Embarcar como un samurái: El arte de la cola
El último paso antes de subir al tren, y uno de los más importantes, es hacer la fila. En Japón, hacer fila es todo un arte, una muestra de orden y respeto cívico. No hay empujones ni caos, solo una paciencia y organización que te dejarán impresionado.
Como mencioné antes, en el andén hay marcas que indican dónde se detendrán las puertas. La gente forma filas rectas y ordenadas detrás de esas señales. Cuando llega el tren, la fila se abre como el Mar Rojo para dejar salir a los pasajeros, y luego todos suben en el estricto orden en que llegaron. Saltarse la fila es simplemente impensable, uno de los mayores delitos sociales que podrías cometer.
Observa a los locales. Verás que se unen al final de la fila sin dudar, incluso si eso significa que quizá no consigan asiento. La justicia y el orden del sistema son más importantes que la ventaja personal. Adoptar esta mentalidad no solo te permitirá encajar, sino también comprender profundamente cómo funciona la sociedad japonesa.
Consejo profesional: Presta atención al tipo de tren
No todas las filas son iguales. Algunos trenes, sobre todo en las líneas más concurridas, pueden tener diferentes marcas para distintos tipos de servicio (local, expreso, etc.). Además, trenes como el Narita Express o el Shinkansen cuentan con vagones con asientos reservados y otros sin reserva. Asegúrate de hacer fila en el lugar correcto según tu tipo de billete. Si tienes dudas, no dudes en preguntar al personal de la estación; siempre estarán encantados de ayudarte.

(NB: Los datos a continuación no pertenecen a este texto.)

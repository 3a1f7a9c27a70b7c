// Docker implementation of the container engine.

pub mod command;

pub use command::{ComposeCommand, DockerCommand};

use std::collections::BTreeSet;

use tracing::{debug, warn};
use wp_core::command_stream::{is_tool_installed, stream_command, stream_command_visible};
use wp_core::error::{Result, WpError};
use wp_ports::{NetworkInfo, NetworkSpec, Subnet};

use crate::{ComposeStack, ContainerEngine};

#[derive(Debug, Clone, Default)]
pub struct DockerEngine;

impl DockerEngine {
    pub fn new() -> Result<Self> {
        if !is_tool_installed("docker") {
            return Err(WpError::Engine(
                "docker was not found in PATH. Is this running inside the DinD host?".into(),
            ));
        }
        Ok(Self)
    }

    fn compose(&self, stack: &ComposeStack, subcommand: &str, extra: &[&str]) -> Result<()> {
        let args = ComposeCommand::build_args(&stack.project, &stack.file, subcommand, extra)?;
        stream_command("docker", &args)
    }
}

/// Parse lines of `<name> <subnet> <subnet>...`.
fn parse_network_inspect(output: &str) -> Vec<NetworkInfo> {
    output
        .lines()
        .filter_map(|line| {
            let mut fields = line.split_whitespace();
            let name = fields.next()?.to_string();
            // IPv6 and malformed entries are not ours to allocate from.
            let subnets = fields.filter_map(|f| f.parse::<Subnet>().ok()).collect();
            Some(NetworkInfo { name, subnets })
        })
        .collect()
}

/// Parse `docker port` output such as `0.0.0.0:8001` or `[::]:8001`.
fn parse_port_output(output: &str) -> Option<u16> {
    output
        .lines()
        .filter_map(|line| line.trim().rsplit_once(':'))
        .find_map(|(_, port)| port.trim().parse().ok())
}

impl ContainerEngine for DockerEngine {
    fn name(&self) -> &'static str {
        "docker"
    }

    fn list_networks(&self) -> Result<Vec<NetworkInfo>> {
        let names = DockerCommand::new()
            .args(["network", "ls", "--format", "{{.Name}}"])
            .execute_with_output()?;
        let names: Vec<&str> = names.lines().map(str::trim).filter(|n| !n.is_empty()).collect();
        if names.is_empty() {
            return Ok(Vec::new());
        }

        let inspected = DockerCommand::new()
            .args([
                "network",
                "inspect",
                "--format",
                "{{.Name}} {{range .IPAM.Config}}{{.Subnet}} {{end}}",
            ])
            .args(names.iter().copied())
            .execute_with_output()?;
        Ok(parse_network_inspect(&inspected))
    }

    fn create_network(&self, spec: &NetworkSpec) -> Result<()> {
        debug!("Creating network {} ({})", spec.name, spec.subnet);
        DockerCommand::new()
            .args(["network", "create", "--driver", "bridge"])
            .arg("--subnet")
            .arg(spec.subnet.to_string())
            .arg("--gateway")
            .arg(spec.subnet.gateway().to_string())
            .arg(spec.name.clone())
            .execute()
    }

    fn remove_network(&self, name: &str) -> Result<()> {
        DockerCommand::new()
            .args(["network", "rm", name])
            .execute()
    }

    fn compose_create(&self, stack: &ComposeStack) -> Result<()> {
        self.compose(stack, "create", &[])
    }

    fn compose_up(&self, stack: &ComposeStack, services: &[&str]) -> Result<()> {
        let mut extra = vec!["-d"];
        extra.extend_from_slice(services);
        self.compose(stack, "up", &extra)
    }

    fn compose_stop(&self, stack: &ComposeStack) -> Result<()> {
        self.compose(stack, "stop", &[])
    }

    fn compose_down(&self, stack: &ComposeStack, remove_volumes: bool) -> Result<()> {
        let extra: &[&str] = if remove_volumes {
            &["--volumes", "--remove-orphans"]
        } else {
            &["--remove-orphans"]
        };
        self.compose(stack, "down", extra)
    }

    fn compose_logs(
        &self,
        stack: &ComposeStack,
        service: Option<&str>,
        follow: bool,
    ) -> Result<()> {
        let mut extra = vec!["--tail", "200"];
        if follow {
            extra.push("-f");
        }
        if let Some(service) = service {
            extra.push(service);
        }
        let args = ComposeCommand::build_args(&stack.project, &stack.file, "logs", &extra)?;
        stream_command_visible("docker", &args)
    }

    fn running_containers(&self) -> Result<BTreeSet<String>> {
        let output = DockerCommand::new()
            .args(["ps", "--format", "{{.Names}}"])
            .execute_with_output()?;
        Ok(output
            .lines()
            .map(str::trim)
            .filter(|n| !n.is_empty())
            .map(String::from)
            .collect())
    }

    fn published_port(&self, container: &str, container_port: u16) -> Result<Option<u16>> {
        let output = DockerCommand::new()
            .args(["port", container])
            .arg(format!("{}/tcp", container_port))
            .execute_with_output();
        match output {
            Ok(text) => Ok(parse_port_output(&text)),
            Err(e) => {
                warn!("Could not read published port of {}: {}", container, e);
                Ok(None)
            }
        }
    }

    fn exec_capture(&self, container: &str, command: &[String]) -> Result<String> {
        DockerCommand::new()
            .args(["exec", container])
            .args(command.iter().cloned())
            .execute_with_output()
    }

    fn exec_capture_bytes(&self, container: &str, command: &[String]) -> Result<Vec<u8>> {
        DockerCommand::new()
            .args(["exec", container])
            .args(command.iter().cloned())
            .execute_with_bytes()
    }

    fn exec_with_input(&self, container: &str, command: &[String], input: &[u8]) -> Result<()> {
        DockerCommand::new()
            .args(["exec", "-i", container])
            .args(command.iter().cloned())
            .execute_with_input(input)
    }
}
//! Per-instance metadata file (`instance.env`).
//!
//! Flat `KEY=VALUE` lines holding the instance's identity and its database
//! credentials. Secrets are stored in plaintext; the file is created with
//! mode 0600.

use std::collections::HashMap;
use std::fs;
use std::io::Write;
use std::path::Path;
use std::str::FromStr;

use chrono::{DateTime, Utc};
use wp_core::error::{Result, WpError};
use wp_ports::{NetworkSpec, Subnet};

use crate::stack::{MysqlVersion, PhpVersion, StackSpec, WebServer};

pub const METADATA_FILE: &str = "instance.env";

#[derive(Debug, Clone, PartialEq, Eq)]
pub struct InstanceMetadata {
    pub name: String,
    pub stack: StackSpec,
    pub network: NetworkSpec,
    pub port: u16,
    pub created: DateTime<Utc>,
    pub db_name: String,
    pub db_user: String,
    pub db_password: String,
    pub db_root_password: String,
}

fn required<'a>(fields: &'a HashMap<String, String>, key: &str) -> Result<&'a str> {
    fields
        .get(key)
        .map(String::as_str)
        .ok_or_else(|| WpError::Config(format!("Instance metadata is missing {}", key)))
}

fn parse_field<T: FromStr>(fields: &HashMap<String, String>, key: &str) -> Result<T>
where
    T::Err: std::fmt::Display,
{
    let raw = required(fields, key)?;
    raw.parse()
        .map_err(|e| WpError::Config(format!("Invalid {} '{}' in instance metadata: {}", key, raw, e)))
}

impl InstanceMetadata {
    pub fn render(&self) -> String {
        let lines = [
            ("NAME", self.name.clone()),
            ("MYSQL_VERSION", self.stack.mysql_version.to_string()),
            ("PHP_VERSION", self.stack.php_version.to_string()),
            ("WEBSERVER", self.stack.webserver.to_string()),
            ("NETWORK", self.network.name.clone()),
            ("SUBNET", self.network.subnet.to_string()),
            ("PORT", self.port.to_string()),
            ("CREATED", self.created.to_rfc3339()),
            ("DB_NAME", self.db_name.clone()),
            ("DB_USER", self.db_user.clone()),
            ("DB_PASSWORD", self.db_password.clone()),
            ("DB_ROOT_PASSWORD", self.db_root_password.clone()),
        ];
        let mut out = String::new();
        for (key, value) in lines {
            out.push_str(key);
            out.push('=');
            out.push_str(&value);
            out.push('\n');
        }
        out
    }

    pub fn parse(content: &str) -> Result<Self> {
        let fields: HashMap<String, String> = content
            .lines()
            .map(str::trim)
            .filter(|line| !line.is_empty() && !line.starts_with('#'))
            .filter_map(|line| line.split_once('='))
            .map(|(k, v)| (k.trim().to_string(), v.trim().to_string()))
            .collect();

        // Versions were validated on write; a hand-edited unknown value still
        // resolves the same way the command line does.
        let stack = StackSpec {
            webserver: parse_field::<WebServer>(&fields, "WEBSERVER")?,
            php_version: PhpVersion::resolve(required(&fields, "PHP_VERSION")?).value,
            mysql_version: MysqlVersion::resolve(required(&fields, "MYSQL_VERSION")?).value,
        };

        Ok(Self {
            name: required(&fields, "NAME")?.to_string(),
            stack,
            network: NetworkSpec {
                name: required(&fields, "NETWORK")?.to_string(),
                subnet: parse_field::<Subnet>(&fields, "SUBNET")?,
            },
            port: parse_field(&fields, "PORT")?,
            created: parse_field(&fields, "CREATED")?,
            db_name: required(&fields, "DB_NAME")?.to_string(),
            db_user: required(&fields, "DB_USER")?.to_string(),
            db_password: required(&fields, "DB_PASSWORD")?.to_string(),
            db_root_password: required(&fields, "DB_ROOT_PASSWORD")?.to_string(),
        })
    }

    /// Holds the database passwords: created owner-only, and an existing
    /// file is narrowed to owner-only before the new content lands in it.
    pub fn write(&self, path: &Path) -> Result<()> {
        let mut options = fs::OpenOptions::new();
        options.write(true).create(true).truncate(true);
        #[cfg(unix)]
        {
            use std::os::unix::fs::OpenOptionsExt;
            options.mode(0o600);
        }
        let mut file = options.open(path)?;
        #[cfg(unix)]
        {
            use std::os::unix::fs::PermissionsExt;
            file.set_permissions(fs::Permissions::from_mode(0o600))?;
        }
        file.write_all(self.render().as_bytes())?;
        file.sync_all()?;
        Ok(())
    }

    pub fn read(path: &Path) -> Result<Self> {
        let content = fs::read_to_string(path).map_err(|e| {
            if e.kind() == std::io::ErrorKind::NotFound {
                WpError::NotFound(format!("Instance metadata not found at {:?}", path))
            } else {
                e.into()
            }
        })?;
        Self::parse(&content)
    }
}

¡Ya estás listo para la aventura!
¡Y ahí lo tienes! Los diez secretos para moverte en los trenes de Japón no como un turista, sino como un viajero experimentado. Puede parecer una lista larga de reglas, pero te aseguro que todo se resume en un concepto hermoso: `omoiyari`, la consideración profunda y sincera hacia los demás. Se trata de pensar en cómo tus acciones afectan a quienes te rodean y esforzarse por hacer que la experiencia compartida sea lo más agradable posible para todos.
No te preocupes por ser perfecto. Los japoneses son increíblemente amables y comprensivos con los visitantes extranjeros. Pero si haces el esfuerzo de seguir estas sencillas pautas, no solo tendrás un viaje mucho más fluido y placentero, sino que también ganarás el respeto y el agradecimiento silencioso de la gente local. Estarás participando en la danza, no interrumpiéndola.
Entonces, ¿qué esperas? Deja de ver documentales y soñar con los cerezos en flor o las luces de neón de Shibuya. ¡Es momento de vivirlo! Compra tu billete de avión, prepara la maleta (¡y no olvides el servicio de `takkyūbin`!) y ven a sumergirte en la maravilla que es Japón. Súbete al Shinkansen, disfruta de ese `ekiben` y viaja por este país como si hubieras nacido aquí. ¡Te garantizo que será el viaje de tu vida!
¡Te espero para compartir más secretos! ¡Nos vemos en Tokio!